//! Cached read-models with optimistic mutations.
//!
//! List views are cached per [`QueryKey`]; every page or filter of one
//! logical collection is its own key. Toggle mutations (lock, unlock, role
//! grants) patch every cached view of their collection before the server
//! answers and roll all of them back if it refuses.
//!
//! # Example
//!
//! ```no_run
//! use std::sync::Arc;
//! use hireline_cache::{AdminDirectory, LockState};
//! use hireline_core::UserId;
//! use hireline_http::{ClientConfig, HttpGateway};
//!
//! # async fn example() -> Result<(), Box<dyn std::error::Error>> {
//! let gateway = HttpGateway::new(
//!     ClientConfig::default(),
//!     Arc::new(|| Some("admin-token".to_string())),
//! )?;
//! let directory = AdminDirectory::new(gateway);
//!
//! directory.load_users(1, None).await?;
//! if let Err(err) = directory.set_user_lock(&UserId::parse("42")?, LockState::Locked).await {
//!     eprintln!("could not lock user: {err}");
//! }
//! # Ok(())
//! # }
//! ```

#![forbid(unsafe_code)]
#![warn(missing_docs)]
#![warn(clippy::all)]
#![warn(clippy::pedantic)]
#![allow(clippy::module_name_repetitions)]

pub mod admin;
pub mod cache;
pub mod error;
pub mod key;
pub mod optimistic;

pub use admin::{
    AdminCompanyRow, AdminDirectory, AdminUserRow, CompanyLockMutation, LockState, RoleChange,
    RoleGrantMutation, UserLockMutation, ADMIN_COMPANIES, ADMIN_USERS,
};
pub use cache::{CacheEntry, CachedView, CollectionSnapshot, QueryCache};
pub use error::{CacheError, MutationError, Result};
pub use key::QueryKey;
pub use optimistic::{OptimisticCoordinator, StateMutation};
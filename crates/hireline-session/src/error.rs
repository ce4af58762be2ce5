//! Session error types.

use hireline_http::ApiError;
use thiserror::Error;

/// A result type using `SessionError`.
pub type Result<T> = std::result::Result<T, SessionError>;

/// Errors that can occur while managing the session.
#[derive(Debug, Error)]
pub enum SessionError {
    /// Reading or writing the persisted identity failed.
    #[error("identity persistence failed: {0}")]
    Persistence(#[from] std::io::Error),

    /// The persisted identity could not be decoded.
    #[error("persisted identity is corrupt: {0}")]
    CorruptIdentity(#[from] serde_json::Error),

    /// A collaborator call failed.
    #[error("request failed: {0}")]
    Api(#[from] ApiError),

    /// The session could not be recovered and has been cleared.
    #[error("session expired")]
    SessionExpired,
}

impl SessionError {
    /// Returns `true` if the user has to sign in again.
    #[must_use]
    pub fn requires_login(&self) -> bool {
        match self {
            Self::SessionExpired => true,
            Self::Api(err) => err.is_unauthorized(),
            Self::Persistence(_) | Self::CorruptIdentity(_) => false,
        }
    }
}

■ ■ ■

◆ **Required work**: Count how many lines of the data include the word "every". Your reply should be that number alone.

◆ **Response to this exercise**: 2